When I saw this book for the first time, on a Goodreads article I think, I knew this would be something I simply had to read. ❤ The real life disappearance of the famous author, Dame Agatha Christie, has been a delicious mystery ever since it happened. Marie Benedict gives us her version of the happenings in her novel where fiction mixes with history and creates an excellent mystery novel.
… it occurred to me that we are all unreliable narrators of our own lives, crafting stories about ourselves that omit unsavory truths and highlight our invented identities.
Sometimes I’m wrong when I see a book that just seems like it’s so meant for me, but this time I was so right: I really enjoyed reading The Mystery of Mrs. Christie!
Even though these are known historical details that the book gets through, it’s difficult to really talk in detail about the plot of The Mystery of Mrs. Christie because, well, there could be critical spoilers to the mystery. 😀
The whole thing is really fascinating. We have the most famous author (back then she had been starting to make a name for herself) just disappear and then reappear with memory loss AND using the name of her husband’s lover. And the whole thing is not mentioned even in Agatha Christie’s autobiography, not one word about it. Very, very mysterious! No wonder author Marie Benedict found this event interesting enough to make it into a fictional mystery.
The book focuses on the younger Agatha Christie. We see her meeting her soon-to-be husband Archie, see their challenging years as freshly married couple in the middle of war-time, and later all the challenges of building a normal life after the war. Agatha is already discovering herself as a writer, but she is even more focused on being a devoted wife to her unhappy husband. The troubled marriage is at the center of this mystery. Eventually Archie wants a divorce, there is a quarrel and Agatha disappears. Suspicious isn’t it?

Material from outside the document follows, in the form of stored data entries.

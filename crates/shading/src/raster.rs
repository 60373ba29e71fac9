use glam::{Vec2, Vec4};
use image::{Rgba, Rgba32FImage};

use crate::math::EPSILON;
use crate::program::Program;
use crate::types::Antialiasing;
use crate::uniforms::FrameUniforms;

/// Full-screen quad as a triangle strip.
pub const QUAD_POSITIONS: [Vec2; 4] = [
    Vec2::new(1.0, 1.0),
    Vec2::new(-1.0, 1.0),
    Vec2::new(1.0, -1.0),
    Vec2::new(-1.0, -1.0),
];

const QUAD_TRIANGLES: [[usize; 3]; 2] = [[0, 1, 2], [2, 1, 3]];

/// Opaque black, written to every pixel before the quad is drawn.
pub const CLEAR_COLOR: Vec4 = Vec4::new(0.0, 0.0, 0.0, 1.0);

/// Triangle in window coordinates (pixels, bottom-left origin).
#[derive(Debug, Clone, Copy)]
struct ScreenTriangle {
    vertices: [Vec2; 3],
    area: f32,
}

impl ScreenTriangle {
    fn new(vertices: [Vec2; 3]) -> Option<Self> {
        let [a, b, c] = vertices;
        let area = edge(a, b, c);
        if area.abs() < EPSILON {
            return None;
        }
        Some(Self { vertices, area })
    }

    fn covers(&self, p: Vec2) -> bool {
        let [a, b, c] = self.vertices;
        [edge(a, b, p), edge(b, c, p), edge(c, a, p)]
            .into_iter()
            .all(|e| e * self.area >= 0.0)
    }
}

fn edge(a: Vec2, b: Vec2, p: Vec2) -> f32 {
    (b - a).perp_dot(p - a)
}

/// Software stand-in for the GPU draw: transforms the static quad through the
/// program's vertex stage and shades every covered pixel with its fragment
/// stage.
#[derive(Debug, Clone)]
pub struct Rasterizer {
    vertices: [Vec2; 4],
    sample_offsets: Vec<Vec2>,
}

impl Rasterizer {
    pub fn new(antialiasing: Antialiasing) -> Self {
        let (cols, rows) = antialiasing.sample_grid();
        let sample_offsets = (0..rows)
            .flat_map(|row| {
                (0..cols).map(move |col| {
                    Vec2::new(
                        (col as f32 + 0.5) / cols as f32,
                        (row as f32 + 0.5) / rows as f32,
                    )
                })
            })
            .collect();
        Self {
            vertices: QUAD_POSITIONS,
            sample_offsets,
        }
    }

    pub fn samples_per_pixel(&self) -> usize {
        self.sample_offsets.len()
    }

    /// Clears `target` and draws the quad into it. Returns the number of
    /// pixels the quad touched.
    pub fn render(&self, program: &Program, uniforms: &FrameUniforms, target: &mut Rgba32FImage) -> u64 {
        let (width, height) = target.dimensions();
        for pixel in target.pixels_mut() {
            *pixel = Rgba(CLEAR_COLOR.to_array());
        }
        if width == 0 || height == 0 {
            return 0;
        }

        let size = Vec2::new(width as f32, height as f32);
        let triangles: Vec<ScreenTriangle> = QUAD_TRIANGLES
            .into_iter()
            .filter_map(|indices| {
                let clip = indices.map(|i| program.vertex().to_clip(self.vertices[i]));
                if clip.iter().any(|c| c.w <= EPSILON) {
                    tracing::debug!("skipping triangle behind the camera");
                    return None;
                }
                ScreenTriangle::new(clip.map(|c| (c.truncate().truncate() / c.w + Vec2::ONE) * 0.5 * size))
            })
            .collect();
        if triangles.is_empty() {
            return 0;
        }

        let (min, max) = triangles
            .iter()
            .flat_map(|t| t.vertices)
            .fold((Vec2::splat(f32::MAX), Vec2::splat(f32::MIN)), |(lo, hi), v| {
                (lo.min(v), hi.max(v))
            });
        let x0 = min.x.floor().max(0.0) as u32;
        let y0 = min.y.floor().max(0.0) as u32;
        let x1 = (max.x.ceil().max(0.0) as u32).min(width);
        let y1 = (max.y.ceil().max(0.0) as u32).min(height);

        let evaluator = program.evaluator();
        let samples = self.sample_offsets.len() as f32;
        let mut covered_pixels = 0;

        for y in y0..y1 {
            for x in x0..x1 {
                let corner = Vec2::new(x as f32, y as f32);
                let mut accumulated = Vec4::ZERO;
                let mut covered = false;
                for offset in &self.sample_offsets {
                    let frag_coord = corner + *offset;
                    if triangles.iter().any(|t| t.covers(frag_coord)) {
                        accumulated += evaluator.evaluate(frag_coord, uniforms);
                        covered = true;
                    } else {
                        accumulated += CLEAR_COLOR;
                    }
                }
                if !covered {
                    continue;
                }
                // Window rows grow upwards; image rows grow downwards.
                target.put_pixel(x, height - 1 - y, Rgba((accumulated / samples).to_array()));
                covered_pixels += 1;
            }
        }

        covered_pixels
    }
}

The other part of the story focuses on Archie Christie living each of the 11 days when Agatha is missing, and the police work around the disappearance. He knows it looks bad, very bad for him. He is quite obviously the main suspect, but what did he actually do?

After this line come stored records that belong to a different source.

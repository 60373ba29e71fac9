use glam::{Vec2, Vec3, Vec4};
use sceneconfig::{CapsuleTable, TunnelTable, VariantKind};

use crate::math::fract;
use crate::palette::Palette;
use crate::sdf::{rhombus_distance, uneven_capsule_distance};
use crate::uniforms::FrameUniforms;

use super::{finish, Evaluator};

/// Number of domain folds applied per pixel.
pub const FOLD_ITERATIONS: usize = 3;

#[derive(Debug, Clone, Copy, PartialEq)]
pub struct CapsuleShape {
    pub start_radius: f32,
    pub end_radius: f32,
    pub height: f32,
}

impl From<&CapsuleTable> for CapsuleShape {
    fn from(table: &CapsuleTable) -> Self {
        Self {
            start_radius: table.start_radius,
            end_radius: table.end_radius,
            height: table.height,
        }
    }
}

#[derive(Debug, Clone, Copy, PartialEq)]
pub struct TunnelConfig {
    pub fold_scale: f32,
    pub fold_offset: f32,
    /// Amplitude of the `sin(time * wobble_rate)` term added to the capsule
    /// copy's fold scale.
    pub wobble: f32,
    pub wobble_rate: f32,
    pub half_diagonals: Vec2,
    pub capsule: CapsuleShape,
    /// Palette key offset of each fold, in fold order.
    pub palette_offsets: [f32; FOLD_ITERATIONS],
    pub palette_speed: f32,
}

impl From<&TunnelTable> for TunnelConfig {
    fn from(table: &TunnelTable) -> Self {
        Self {
            fold_scale: table.fold_scale,
            fold_offset: table.fold_offset,
            wobble: table.wobble,
            wobble_rate: table.wobble_rate,
            half_diagonals: Vec2::from_array(table.half_diagonals),
            capsule: CapsuleShape::from(&table.capsule),
            palette_offsets: table.palette_offsets,
            palette_speed: table.palette_speed,
        }
    }
}

impl Default for TunnelConfig {
    fn default() -> Self {
        Self::from(&TunnelTable::default())
    }
}

/// Values computed by one fold.
#[derive(Debug, Clone, Copy, PartialEq)]
struct FoldSample {
    box_distance: f32,
    capsule_distance: f32,
    color: Vec3,
}

/// Self-similar tiling from repeated `fract` folds of two coordinate copies.
///
/// The coordinates carry over from fold to fold but the sampled distances and
/// color do not: each fold replaces the previous sample, so the pixel is
/// built from the last fold alone.
#[derive(Debug, Clone)]
pub struct Tunnel {
    palette: Palette,
    config: TunnelConfig,
}

impl Tunnel {
    pub fn new(palette: Palette, config: TunnelConfig) -> Self {
        Self { palette, config }
    }

    fn fold(&self, uv: Vec2, time: f32) -> FoldSample {
        let cfg = &self.config;
        let origin_radius = uv.length();
        let warp_scale = cfg.fold_scale + (time * cfg.wobble_rate).sin() * cfg.wobble;

        let mut tiles = uv;
        let mut warped = uv;
        let mut sample = FoldSample {
            box_distance: 0.0,
            capsule_distance: 0.0,
            color: Vec3::ZERO,
        };

        for offset in cfg.palette_offsets {
            tiles = fract(tiles * cfg.fold_scale) - Vec2::splat(cfg.fold_offset);
            warped = fract(warped * warp_scale) - Vec2::splat(cfg.fold_offset);

            sample = FoldSample {
                box_distance: rhombus_distance(tiles, cfg.half_diagonals),
                capsule_distance: uneven_capsule_distance(
                    warped,
                    cfg.capsule.start_radius,
                    cfg.capsule.end_radius,
                    cfg.capsule.height,
                ),
                color: self
                    .palette
                    .sample(origin_radius + offset + time * cfg.palette_speed),
            };
        }

        sample
    }
}

impl Default for Tunnel {
    fn default() -> Self {
        Self::new(Palette::TUNNEL, TunnelConfig::default())
    }
}

impl Evaluator for Tunnel {
    fn variant(&self) -> VariantKind {
        VariantKind::Tunnel
    }

    fn evaluate(&self, frag_coord: Vec2, uniforms: &FrameUniforms) -> Vec4 {
        let mut uv = uniforms.normalize(frag_coord);
        if let Some(mouse) = uniforms.mouse {
            uv -= uniforms.normalize(mouse);
        }

        let sample = self.fold(uv, uniforms.time);
        finish(
            sample.color * sample.box_distance * sample.capsule_distance,
            uniforms.fade,
        )
    }
}

#[cfg(test)]
mod tests {
    use super::*;

    fn grid() -> impl Iterator<Item = Vec2> {
        (0..12).flat_map(|y| (0..16).map(move |x| Vec2::new(x as f32 * 4.0 + 0.5, y as f32 * 4.0 + 0.5)))
    }

    #[test]
    fn only_the_last_fold_reaches_the_pixel() {
        let base = Tunnel::default();
        let rewritten_early = Tunnel::new(
            Palette::TUNNEL,
            TunnelConfig {
                palette_offsets: [7.25, -3.5, TunnelConfig::default().palette_offsets[2]],
                ..TunnelConfig::default()
            },
        );
        let rewritten_last = Tunnel::new(
            Palette::TUNNEL,
            TunnelConfig {
                palette_offsets: [0.0, 0.4, 0.55],
                ..TunnelConfig::default()
            },
        );

        let uniforms = FrameUniforms::new(64, 48).with_time(1.3);
        let mut last_differs = false;
        for frag in grid() {
            let expected = base.evaluate(frag, &uniforms);
            assert_eq!(rewritten_early.evaluate(frag, &uniforms), expected);
            if rewritten_last.evaluate(frag, &uniforms) != expected {
                last_differs = true;
            }
        }
        assert!(last_differs);
    }

    #[test]
    fn output_is_finite_and_opaque() {
        let tunnel = Tunnel::default();
        for time in [0.0_f32, 0.31, 12.0] {
            let uniforms = FrameUniforms::new(64, 48).with_time(time);
            for frag in grid() {
                let color = tunnel.evaluate(frag, &uniforms);
                assert!(color.is_finite());
                assert_eq!(color.w, 1.0);
            }
        }
    }

    #[test]
    fn mouse_shifts_the_fold_origin() {
        let tunnel = Tunnel::default();
        let uniforms = FrameUniforms::new(64, 48).with_time(0.5);
        let centered = uniforms.with_mouse(Vec2::new(32.0, 24.0));
        let moved = uniforms.with_mouse(Vec2::new(10.0, 5.0));
        let frag = Vec2::new(20.5, 30.5);
        assert_eq!(tunnel.evaluate(frag, &uniforms), tunnel.evaluate(frag, &centered));
        assert_ne!(tunnel.evaluate(frag, &uniforms), tunnel.evaluate(frag, &moved));
    }

    #[test]
    fn zero_height_viewport_is_finite() {
        let tunnel = Tunnel::default();
        let uniforms = FrameUniforms::new(0, 0).with_time(2.0);
        assert!(tunnel.evaluate(Vec2::new(0.5, 0.5), &uniforms).is_finite());
    }
}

I enjoyed reading The Mystery of Mrs. Christie a lot. It could’ve been longer, but it was still very good. And it reminded me that I still haven’t read Agatha Christie’s autobiography, even though I love her books and respect and admire her for being such a successful female author and really a cornerstone of her genre. I will definitely try to read that autobiography, and also I think I will read more from Marie Benedict. I hope her other books are as good as The Mystery of Mrs. Christie was!
The Mystery of Mrs. Christie fills these prompts from the two Reading Challenges I’m doing this year:
A book published after the author’s death (Helmet Reading Challenge)
(Just to be clear: obviously I don’t mean author Marie Benedict. This book is about author Agatha Christie and has been published after Agatha Christie’s death.)